[Dataset entries]
================================

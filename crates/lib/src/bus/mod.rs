//! Change broadcasting.
//!
//! Two channels carry change notifications:
//!
//! * [`ChangeBus`]: same-document, synchronous. Every subscriber runs inside
//!   [`KeyValueStore::set`](crate::KeyValueStore::set), in write order, before
//!   `set` returns.
//! * [`StorageEvents`]: cross-context, asynchronous. Carries writes made by
//!   *other* contexts on the same storage area, with no ordering guarantee
//!   relative to local events.
//!
//! Neither channel is authoritative. Listeners re-read the store on every
//! notification instead of trusting the payload.

mod storage_event;

use std::fmt;
use std::sync::atomic::{AtomicU64, Ordering};
use std::sync::{Arc, Mutex, PoisonError, Weak};

pub use storage_event::{ContextId, StorageEvent, StorageEvents};

/// Notification emitted after every store write.
#[derive(Debug, Clone, PartialEq, Eq)]
pub struct ChangeEvent {
    /// The key that was written.
    pub key: String,
    /// The new string value.
    pub value: String,
}

type Listener = Arc<dyn Fn(&ChangeEvent) + Send + Sync>;

#[derive(Default)]
struct BusInner {
    next_id: AtomicU64,
    listeners: Mutex<Vec<(u64, Listener)>>,
}

/// Same-document broadcast of [`ChangeEvent`]s.
///
/// Cloning yields another handle to the same bus.
#[derive(Clone, Default)]
pub struct ChangeBus {
    inner: Arc<BusInner>,
}

impl ChangeBus {
    /// Creates a bus with no subscribers.
    pub fn new() -> Self {
        Self::default()
    }

    /// Register `listener` for every subsequent event.
    ///
    /// The listener stays registered until the returned [`Subscription`] is
    /// dropped or explicitly unsubscribed.
    pub fn subscribe<F>(&self, listener: F) -> Subscription
    where
        F: Fn(&ChangeEvent) + Send + Sync + 'static,
    {
        let id = self.inner.next_id.fetch_add(1, Ordering::Relaxed);
        self.inner
            .listeners
            .lock()
            .unwrap_or_else(PoisonError::into_inner)
            .push((id, Arc::new(listener)));
        Subscription {
            id,
            bus: Arc::downgrade(&self.inner),
        }
    }

    /// Deliver `event` to every current subscriber, in registration order.
    ///
    /// The subscriber list is copied before dispatch, so listeners may read
    /// the store, write to it, or (un)subscribe without deadlocking.
    pub fn emit(&self, event: &ChangeEvent) {
        let listeners: Vec<Listener> = self
            .inner
            .listeners
            .lock()
            .unwrap_or_else(PoisonError::into_inner)
            .iter()
            .map(|(_, listener)| Arc::clone(listener))
            .collect();

        for listener in listeners {
            listener(event);
        }
    }

    /// Number of registered subscribers.
    pub fn subscriber_count(&self) -> usize {
        self.inner
            .listeners
            .lock()
            .unwrap_or_else(PoisonError::into_inner)
            .len()
    }
}

impl fmt::Debug for ChangeBus {
    fn fmt(&self, f: &mut fmt::Formatter<'_>) -> fmt::Result {
        f.debug_struct("ChangeBus")
            .field("subscribers", &self.subscriber_count())
            .finish()
    }
}

/// Handle for a [`ChangeBus`] registration. Dropping it unsubscribes.
#[must_use = "dropping a Subscription unsubscribes immediately"]
pub struct Subscription {
    id: u64,
    bus: Weak<BusInner>,
}

impl Subscription {
    /// Remove the listener now.
    ///
    /// Same as dropping the handle; the removal happens in `Drop`.
    pub fn unsubscribe(self) {
        drop(self);
    }
}

impl Drop for Subscription {
    fn drop(&mut self) {
        if let Some(bus) = self.bus.upgrade() {
            bus.listeners
                .lock()
                .unwrap_or_else(PoisonError::into_inner)
                .retain(|(id, _)| *id != self.id);
        }
    }
}

impl fmt::Debug for Subscription {
    fn fmt(&self, f: &mut fmt::Formatter<'_>) -> fmt::Result {
        f.debug_struct("Subscription").field("id", &self.id).finish()
    }
}
//! KeyValueStore integration tests
//!
//! Reads, writes, typed helpers and change notification, within one context
//! and across contexts sharing a storage area.

mod key_value;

================================

Retype the records, line for line.

filename crates/lib/src/bus/mod.rs
//! Change broadcasting.
//!
//! Two channels carry change notifications:
//!
//! * [`ChangeBus`]: same-document, synchronous. Every subscriber runs inside
//!   [`KeyValueStore::set`](crate::KeyValueStore::set), in write order, before
//!   `set` returns.
//! * [`StorageEvents`]: cross-context, asynchronous. Carries writes made by
//!   *other* contexts on the same storage area, with no ordering guarantee
//!   relative to local events.
//!
//! Neither channel is authoritative. Listeners re-read the store on every
//! notification instead of trusting the payload.

mod storage_event;

use std::fmt;
use std::sync::atomic::{AtomicU64, Ordering};
use std::sync::{Arc, Mutex, PoisonError, Weak};

pub use storage_event::{ContextId, StorageEvent, StorageEvents};

/// Notification emitted after every store write.
#[derive(Debug, Clone, PartialEq, Eq)]
pub struct ChangeEvent {
    /// The key that was written.
    pub key: String,
    /// The new string value.
    pub value: String,
}

type Listener = Arc<dyn Fn(&ChangeEvent) + Send + Sync>;

#[derive(Default)]
struct BusInner {
    next_id: AtomicU64,
    listeners: Mutex<Vec<(u64, Listener)>>,
}

/// Same-document broadcast of [`ChangeEvent`]s.
///
/// Cloning yields another handle to the same bus.
#[derive(Clone, Default)]
pub struct ChangeBus {
    inner: Arc<BusInner>,
}

impl ChangeBus {
    /// Creates a bus with no subscribers.
    pub fn new() -> Self {
        Self::default()
    }

    /// Register `listener` for every subsequent event.
    ///
    /// The listener stays registered until the returned [`Subscription`] is
    /// dropped or explicitly unsubscribed.
    pub fn subscribe<F>(&self, listener: F) -> Subscription
    where
        F: Fn(&ChangeEvent) + Send + Sync + 'static,
    {
        let id = self.inner.next_id.fetch_add(1, Ordering::Relaxed);
        self.inner
            .listeners
            .lock()
            .unwrap_or_else(PoisonError::into_inner)
            .push((id, Arc::new(listener)));
        Subscription {
            id,
            bus: Arc::downgrade(&self.inner),
        }
    }

    /// Deliver `event` to every current subscriber, in registration order.
    ///
    /// The subscriber list is copied before dispatch, so listeners may read
    /// the store, write to it, or (un)subscribe without deadlocking.
    pub fn emit(&self, event: &ChangeEvent) {
        let listeners: Vec<Listener> = self
            .inner
            .listeners
            .lock()
            .unwrap_or_else(PoisonError::into_inner)
            .iter()
            .map(|(_, listener)| Arc::clone(listener))
            .collect();

        for listener in listeners {
            listener(event);
        }
    }

    /// Number of registered subscribers.
    pub fn subscriber_count(&self) -> usize {
        self.inner
            .listeners
            .lock()
            .unwrap_or_else(PoisonError::into_inner)
            .len()
    }
}

impl fmt::Debug for ChangeBus {
    fn fmt(&self, f: &mut fmt::Formatter<'_>) -> fmt::Result {
        f.debug_struct("ChangeBus")
            .field("subscribers", &self.subscriber_count())
            .finish()
    }
}

/// Handle for a [`ChangeBus`] registration. Dropping it unsubscribes.
#[must_use = "dropping a Subscription unsubscribes immediately"]
pub struct Subscription {
    id: u64,
    bus: Weak<BusInner>,
}

impl Subscription {
    /// Remove the listener now.
    ///
    /// Same as dropping the handle; the removal happens in `Drop`.
    pub fn unsubscribe(self) {
        drop(self);
    }
}

impl Drop for Subscription {
    fn drop(&mut self) {
        if let Some(bus) = self.bus.upgrade() {
            bus.listeners
                .lock()
                .unwrap_or_else(PoisonError::into_inner)
                .retain(|(id, _)| *id != self.id);
        }
    }
}

impl fmt::Debug for Subscription {
    fn fmt(&self, f: &mut fmt::Formatter<'_>) -> fmt::Result {
        f.debug_struct("Subscription").field("id", &self.id).finish()
    }
}
//! KeyValueStore integration tests
//!
//! Reads, writes, typed helpers and change notification, within one context
//! and across contexts sharing a storage area.

mod key_value;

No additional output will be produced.